Word for word, transcribe the material below from its first line to the line with "chain, and the", both included.

______________________________

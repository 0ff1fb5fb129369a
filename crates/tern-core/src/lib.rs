//! # Tern runtime core
//!
//! The in-memory heart of the Tern scripting language: tagged values, the
//! hybrid array/hash table, interned strings, the thread/global state
//! split, the reallocatable value stack with its call-frame chain, and the
//! memory manager every allocation funnels through. The lexer, compiler,
//! dispatcher, collector and standard library all sit on top of these
//! types.
//!
//! ## Design principles
//!
//! - **Indices, not pointers**: the value stack can relocate and tables
//!   rehash; everything that crosses such an operation is an index or a
//!   typed arena id
//! - **One allocation choke point**: every size change reports to the
//!   memory manager, whose debt counter paces the incremental collector
//! - **Single-threaded cooperative**: one thread of one runtime runs at a
//!   time; `&mut Runtime` is the host lock

#![warn(clippy::all)]
#![warn(missing_docs)]

pub mod error;
pub mod gc;
pub mod global;
pub mod heap;
pub mod memory;
pub mod stream;
pub mod string;
pub mod table;
pub mod thread;
pub mod value;

pub use error::{ThreadStatus, VmError, VmResult};
pub use gc::{GcKind, GcPhase, GcState};
pub use global::{Config, Global, KEYWORDS, PanicFn, RIDX_GLOBALS, RIDX_MAIN_THREAD, Runtime, Tm};
pub use heap::{
    Closure, ClosureId, GcRef, Heap, Proto, ProtoId, StrId, TableId, ThreadId, Upvalue, UpvalId,
    UpvalueState, Userdata, UserdataId,
};
pub use memory::{Allocator, MemoryManager, SystemAllocator};
pub use stream::{Buffer, MIN_BUFFER, Reader, Stream};
pub use string::{LStr, SHORT_LIMIT, StringTable, str_hash};
pub use table::{MAX_ARRAY_SIZE, MAX_BITS, Table};
pub use thread::{
    BASIC_STACK_SIZE, CallInfo, CallKind, EXTRA_STACK, FrameKind, HookEvent, HookFn, MAX_STACK,
    MIN_STACK, MULTRET, ThreadState, call, check_stack, close_upvalues, count_hook, find_upvalue,
    pcall, postcall, precall, raw_run_protected, run_hook, set_continuation, suspend, yieldable,
};
pub use value::{
    ArithOp, Kind, NativeFn, Value, arith, ceil_log2, chunk_id, float_byte_to_int, hex_value,
    int_to_float_byte, str_to_number,
};
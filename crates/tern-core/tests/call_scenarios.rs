//! Call stack behavior: protected-call recovery, stack growth, and
//! cooperative suspension.

use tern_core::{
    CallKind, Config, Global, MULTRET, Runtime, ThreadState, ThreadStatus, Value, VmError,
    VmResult, call, check_stack, find_upvalue, pcall, set_continuation, suspend,
};

fn raiser(_g: &mut Global, th: &mut ThreadState) -> VmResult<i32> {
    th.push(Value::Number(99.0)); // garbage the unwind must discard
    Err(VmError::runtime("boom"))
}

#[test]
fn protected_call_restores_thread_state() {
    let mut rt = Runtime::new(Config::default()).unwrap();
    rt.with_main(|g, th| {
        let old_top = th.top();
        let old_depth = th.frame_depth();

        let status = pcall(
            g,
            th,
            |g, th| {
                // grow the stack well past its initial size
                check_stack(&mut g.mem, &mut g.gc, th, 2_000)?;
                for i in 0..100 {
                    th.push(Value::Number(i as f64));
                }
                // leave an upvalue open above the saved top
                let level = th.top() - 1;
                find_upvalue(&mut g.heap.upvalues, &mut g.mem, &mut g.gc, th, level)?;
                // then fail from inside a real call
                let func = th.top();
                th.push(Value::LightFunction(raiser));
                call(g, th, func, 0, false)?;
                Ok(())
            },
            old_top,
            0,
        );

        assert_eq!(status, ThreadStatus::ErrRun);
        // top restored, with the error value as the single new slot
        assert_eq!(th.top(), old_top + 1);
        assert_eq!(g.str_bytes(th.value(old_top)), Some(&b"boom"[..]));
        // frame chain restored
        assert_eq!(th.frame_depth(), old_depth);
        // no open upvalue survived above the saved top
        assert_eq!(th.open_upvalue_count(), 0);
    });
}

#[test]
fn pcall_success_leaves_results_alone() {
    let mut rt = Runtime::new(Config::default()).unwrap();
    rt.with_main(|g, th| {
        let old_top = th.top();
        let status = pcall(
            g,
            th,
            |g, th| {
                check_stack(&mut g.mem, &mut g.gc, th, 2)?;
                th.push(Value::Number(7.0));
                Ok(())
            },
            old_top,
            0,
        );
        assert_eq!(status, ThreadStatus::Ok);
        assert_eq!(th.top(), old_top + 1);
        assert_eq!(th.value(old_top).as_number(), Some(7.0));
    });
}

#[test]
fn saved_indices_survive_relocation() {
    let mut rt = Runtime::new(Config::default()).unwrap();
    rt.with_main(|g, th| {
        check_stack(&mut g.mem, &mut g.gc, th, 3).unwrap();
        th.push(Value::Number(1.0));
        th.push(Value::Boolean(true));
        th.push(Value::Number(3.0));
        let saved: Vec<usize> = (th.top() - 3..th.top()).collect();
        // force at least one relocation
        check_stack(&mut g.mem, &mut g.gc, th, 5_000).unwrap();
        assert_eq!(th.value(saved[0]).as_number(), Some(1.0));
        assert_eq!(th.value(saved[1]).as_boolean(), Some(true));
        assert_eq!(th.value(saved[2]).as_number(), Some(3.0));
    });
}

fn step_one(_g: &mut Global, th: &mut ThreadState) -> VmResult<i32> {
    th.push(Value::Number(1.0));
    set_continuation(th, step_two, 0);
    suspend(th)?;
    Ok(1)
}

fn step_two(_g: &mut Global, th: &mut ThreadState) -> VmResult<i32> {
    th.push(Value::Number(2.0));
    Ok(1)
}

#[test]
fn coroutine_yield_and_resume() {
    let mut rt = Runtime::new(Config::default()).unwrap();
    let co = rt.new_thread().unwrap();

    // seed the coroutine stack with the function to run
    {
        let th = rt.g.heap.threads.get_mut(co);
        th.push(Value::LightFunction(step_one));
    }

    assert_eq!(rt.resume(co, 0), ThreadStatus::Yield);
    assert_eq!(rt.g.heap.threads[co].status, ThreadStatus::Yield);

    assert_eq!(rt.resume(co, 0), ThreadStatus::Ok);
    let th = &rt.g.heap.threads[co];
    assert_eq!(th.value(th.top() - 1).as_number(), Some(2.0));

    // a finished coroutine cannot be resumed again
    assert_eq!(rt.resume(co, 0), ThreadStatus::ErrRun);
    rt.free_thread(co);
}

#[test]
fn resume_of_fresh_coroutine_runs_to_completion() {
    fn forty_two(_g: &mut Global, th: &mut ThreadState) -> VmResult<i32> {
        th.push(Value::Number(42.0));
        Ok(1)
    }
    let mut rt = Runtime::new(Config::default()).unwrap();
    let co = rt.new_thread().unwrap();
    {
        let th = rt.g.heap.threads.get_mut(co);
        th.push(Value::LightFunction(forty_two));
        th.push(Value::Number(0.0)); // an argument, ignored by the callee
    }
    assert_eq!(rt.resume(co, 1), ThreadStatus::Ok);
    let th = &rt.g.heap.threads[co];
    assert_eq!(th.value(th.top() - 1).as_number(), Some(42.0));
    rt.free_thread(co);
}

#[test]
fn error_in_coroutine_surfaces_as_status() {
    let mut rt = Runtime::new(Config::default()).unwrap();
    let co = rt.new_thread().unwrap();
    {
        let th = rt.g.heap.threads.get_mut(co);
        th.push(Value::LightFunction(raiser));
    }
    assert_eq!(rt.resume(co, 0), ThreadStatus::ErrRun);
    let msg = {
        let th = &rt.g.heap.threads[co];
        rt.g.str_bytes(th.value(th.top() - 1)).map(<[u8]>::to_vec)
    };
    assert_eq!(msg.as_deref(), Some(&b"boom"[..]));
    rt.free_thread(co);
}

#[test]
fn native_call_through_closure_upvalues() {
    fn pull_upvalue(g: &mut Global, th: &mut ThreadState) -> VmResult<i32> {
        let frame = *th.current_frame();
        let Value::NativeClosure(id) = *th.value(frame.func) else {
            return Err(VmError::runtime("callee is not a native closure"));
        };
        let tern_core::Closure::Native(c) = &g.heap.closures[id] else {
            unreachable!();
        };
        let v = c.upvalues[0];
        th.push(v);
        Ok(1)
    }
    let mut rt = Runtime::new(Config::default()).unwrap();
    rt.with_main(|g, th| {
        let bound = g.new_string(b"bound").unwrap();
        let c = g.new_native_closure(pull_upvalue, &[bound]).unwrap();
        check_stack(&mut g.mem, &mut g.gc, th, 2).unwrap();
        let func = th.top();
        th.push(Value::NativeClosure(c));
        let kind = call(g, th, func, MULTRET, false).unwrap();
        assert_eq!(kind, CallKind::Native);
        assert_eq!(g.str_bytes(th.value(func)), Some(&b"bound"[..]));
    });
}
//! # Tern GC substrate
//!
//! The layer below the Tern runtime core: the header embedded in every
//! collectable object, the mark-bit discipline of the incremental collector,
//! and the arena + stable-id storage that stands in for intrusive object
//! lists.
//!
//! ## Design
//!
//! - **Header-first layout**: every heap object starts with a [`GcHeader`]
//!   so the collector can walk any object uniformly
//! - **Arenas over pointers**: objects are addressed by typed 32-bit ids
//!   that survive reallocation of the backing storage
//! - **Single-threaded**: the runtime is cooperatively scheduled; mark bits
//!   use `Cell`, not atomics

#![warn(clippy::all)]
#![warn(missing_docs)]

pub mod arena;
pub mod object;

pub use arena::{Arena, Id};
pub use object::{GcHeader, GcObject, kinds, marks};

______________________________

- [REPLY TO THE TASK]:
repository 0ff1fb5fb129369a
filename crates/tern-core/src/lib.rs
//! # Tern runtime core
//!
//! The in-memory heart of the Tern scripting language: tagged values, the
//! hybrid array/hash table, interned strings, the thread/global state
//! split, the reallocatable value stack with its call-frame chain, and the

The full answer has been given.